Preparing for Cardiac Emergencies
- Schools, clubs and sports facilities should have emergency action plans that include a response plan for SCA events.
- All facilities where sports are played should have automatic external defibrillators (AEDs) within 1-3 minutes.
- Schools, clubs and sports facilities should have someone on staff trained in CPR.
- When CPR is provided and an AED shock is administered within the first 3 to 5 minutes after a collapse, reported survival rates from cardiac arrest are as high as 74%
Screening Athletes for Cardiovascular Issues
- Athletes should undergo cardiovascular screening before athletic participation.
- A minimum standard of cardiovascular screening should include a comprehensive medical history, family history and physical exam.
- An electrocardiogram (ECG) can help identify underlying cardiac conditions that put athletes at greater risk. However, it’s not a universal standard right now because of cost, physician infrastructure, and sensitivity and specificity concerns.

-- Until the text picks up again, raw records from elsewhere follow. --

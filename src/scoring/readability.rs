//! Readability heuristic.
//!
//! Starts from 100 and subtracts for long sentences, heavy vocabulary
//! repetition and an incomplete final sentence. The result is clamped to
//! `0..=100`; blank input scores 0.

use crate::analysis::sentence::{ends_with_terminal, sentence_bodies};
use crate::io::unicode::{char_len, word_tokens};
use std::collections::HashSet;

/// Average sentence length (chars) above which the length penalty starts.
pub const LONG_SENTENCE_CHARS: f64 = 100.0;

/// Characters of excess average length per penalty point.
pub const LONG_SENTENCE_STEP: f64 = 5.0;

/// Cap on the sentence-length penalty.
pub const MAX_LENGTH_PENALTY: f64 = 40.0;

/// Unique/total token ratio below which repetition is penalized.
pub const MIN_UNIQUE_RATIO: f64 = 0.5;

/// Penalty points per unit of ratio shortfall.
pub const REPETITION_WEIGHT: f64 = 60.0;

/// Token count below which repetition is not measured.
pub const MIN_TOKENS_FOR_REPETITION: usize = 5;

/// Points a complete final sentence earns over an incomplete one.
pub const COMPLETENESS_BONUS: f64 = 10.0;

/// Scores how well-formed `text` is, from 0 to 100.
///
/// # Examples
///
/// ```
/// use smartchunk::scoring::calculate_readability_score;
///
/// assert_eq!(calculate_readability_score("   "), 0);
/// let complete = calculate_readability_score("서비스를 시작합니다. 곧 안내드리겠습니다.");
/// let cut_off = calculate_readability_score("서비스를 시작합니다. 곧 안내드리겠");
/// assert!(complete >= cut_off);
/// ```
#[must_use]
#[allow(
    clippy::cast_precision_loss,
    clippy::cast_possible_truncation,
    clippy::cast_sign_loss
)]
pub fn calculate_readability_score(text: &str) -> u8 {
    let trimmed = text.trim();
    if trimmed.is_empty() {
        return 0;
    }

    let sentences = sentence_bodies(trimmed);
    let sentence_count = sentences.len().max(1);
    let total_chars: usize = sentences.iter().map(|s| char_len(s)).sum();
    let average = total_chars as f64 / sentence_count as f64;

    let mut score = 100.0 - COMPLETENESS_BONUS;
    score -= length_penalty(average);
    score -= repetition_penalty(trimmed);
    if ends_with_terminal(trimmed) {
        score += COMPLETENESS_BONUS;
    }

    score.round().clamp(0.0, 100.0) as u8
}

fn length_penalty(average: f64) -> f64 {
    if average <= LONG_SENTENCE_CHARS {
        return 0.0;
    }
    ((average - LONG_SENTENCE_CHARS) / LONG_SENTENCE_STEP).min(MAX_LENGTH_PENALTY)
}

#[allow(clippy::cast_precision_loss)]
fn repetition_penalty(text: &str) -> f64 {
    let tokens = word_tokens(text);
    if tokens.len() < MIN_TOKENS_FOR_REPETITION {
        return 0.0;
    }
    let unique: HashSet<&str> = tokens.iter().map(String::as_str).collect();
    let ratio = unique.len() as f64 / tokens.len() as f64;
    if ratio >= MIN_UNIQUE_RATIO {
        0.0
    } else {
        (MIN_UNIQUE_RATIO - ratio) * REPETITION_WEIGHT
    }
}

#[cfg(test)]
mod tests {
    use super::*;

    #[test]
    fn test_blank_scores_zero() {
        assert_eq!(calculate_readability_score(""), 0);
        assert_eq!(calculate_readability_score(" \n\t "), 0);
    }

    #[test]
    fn test_clean_text_scores_full() {
        let text = "The service starts today. Support is available by email.";
        assert_eq!(calculate_readability_score(text), 100);
    }

    #[test]
    fn test_incomplete_ending_costs_bonus() {
        let complete = calculate_readability_score("The service starts today.");
        let incomplete = calculate_readability_score("The service starts today and");
        assert_eq!(complete, 100);
        assert_eq!(incomplete, 90);
    }

    #[test]
    fn test_long_sentences_penalized() {
        // one 270-char sentence of distinct words
        let words: Vec<String> = (0..40).map(|i| format!("word{i}")).collect();
        let long = format!("{}.", words.join(" "));
        assert_eq!(calculate_readability_score(&long), 66);
    }

    #[test]
    fn test_repetition_penalized() {
        let repetitive = "안녕하세요. ".repeat(20);
        let varied = "안녕하세요. 오늘 날씨가 좋습니다. 산책을 가볼까요?";
        assert!(calculate_readability_score(&repetitive) < calculate_readability_score(varied));
    }

    #[test]
    fn test_score_never_negative() {
        let text = format!("{}and", "spam ".repeat(400));
        let score = calculate_readability_score(&text);
        assert!(score <= 100);
        assert!(score < 50);
    }

    #[test]
    fn test_length_penalty_capped() {
        assert!((length_penalty(10_000.0) - MAX_LENGTH_PENALTY).abs() < f64::EPSILON);
        assert!(length_penalty(80.0).abs() < f64::EPSILON);
    }
}
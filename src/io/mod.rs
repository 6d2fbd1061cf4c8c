//! I/O utilities for smartchunk.
//!
//! Provides document input for the CLI along with the Unicode helpers the
//! analysis stages are built on.

pub mod reader;
pub mod unicode;

pub use reader::{DocumentFile, read_input};
pub use unicode::{OffsetMap, char_len};
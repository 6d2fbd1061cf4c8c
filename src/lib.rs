//! # smartchunk
//!
//! Structure-aware document chunking and quality scoring for RAG pipelines.
//!
//! smartchunk turns plain text into retrieval-ready chunks. It keeps
//! headers with their paragraphs and questions with their answers, never
//! cuts a Korean or English sentence in half, sizes chunks for the kind of
//! document it is looking at, and scores every chunk so that downstream
//! review can auto-approve the good ones.
//!
//! ## Features
//!
//! - **Analysis**: language, structure and document-type detection
//! - **Segmentation**: Korean-aware sentence boundaries without regexes
//! - **Chunking**: boundary-preserving splitting with sentence-aligned overlap
//! - **Scoring**: readability and quality heuristics plus a drop filter
//! - **Batching**: rayon-backed parallel chunking of many documents
//!
//! ## Example
//!
//! ```
//! use smartchunk::{ChunkingOptions, smart_chunk};
//!
//! let text = "# 배송 안내\n\n주문 후 영업일 기준 3일 이내에 발송됩니다. \
//!             도서 산간 지역은 하루 이틀 더 걸릴 수 있습니다.";
//! let chunks = smart_chunk(text, &ChunkingOptions::default());
//! assert_eq!(chunks.len(), 1);
//! assert!(chunks[0].metadata.has_header);
//! ```

#![deny(clippy::all)]
#![warn(clippy::pedantic)]
#![warn(clippy::nursery)]
#![warn(missing_docs)]
// Note: unsafe is needed for memory-mapped I/O (memmap2)
#![warn(unsafe_code)]

pub mod analysis;
pub mod chunking;
pub mod cli;
pub mod core;
pub mod error;
pub mod io;
pub mod scoring;

// Re-export commonly used types at crate root
pub use error::{Error, Result};

// Re-export core domain types
pub use crate::core::{
    AUTO_APPROVE_THRESHOLD, Chunk, ChunkMetadata, DocumentStructure, DocumentType, Language,
};

// Re-export analysis entry points
pub use analysis::{analyze_structure, classify_document_type, detect_language, segment_sentences};

// Re-export scoring entry points
pub use scoring::{calculate_readability_score, is_header_or_separator_only};

// Re-export chunking types
pub use chunking::{
    Chunker, ChunkingOptions, ParallelChunker, ResolvedConfig, SmartChunker, resolve_config,
    smart_chunk, smart_chunk_async, split,
};

// Re-export CLI types
pub use cli::{Cli, Commands, OutputFormat};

Signs and Symptoms of Cardiac Arrest in Athletes
- Chest, ear or neck pain
- Severe headache
- Excessive breathlessness
- Vague discomfort
- Dizziness, palpitations
- Abnormal fatigue
- Indigestion, heartburn
- Center chest pain that comes and goes
- Shortness of breath with or without discomfort
- Pressure, squeezing, fullness
- Nausea, vomiting
- Cold sweat
- Pain or discomfort in arms, back, neck, jaw or stomach
Note: Many young cardiac arrest victims have no symptoms until the cardiac arrest occurs.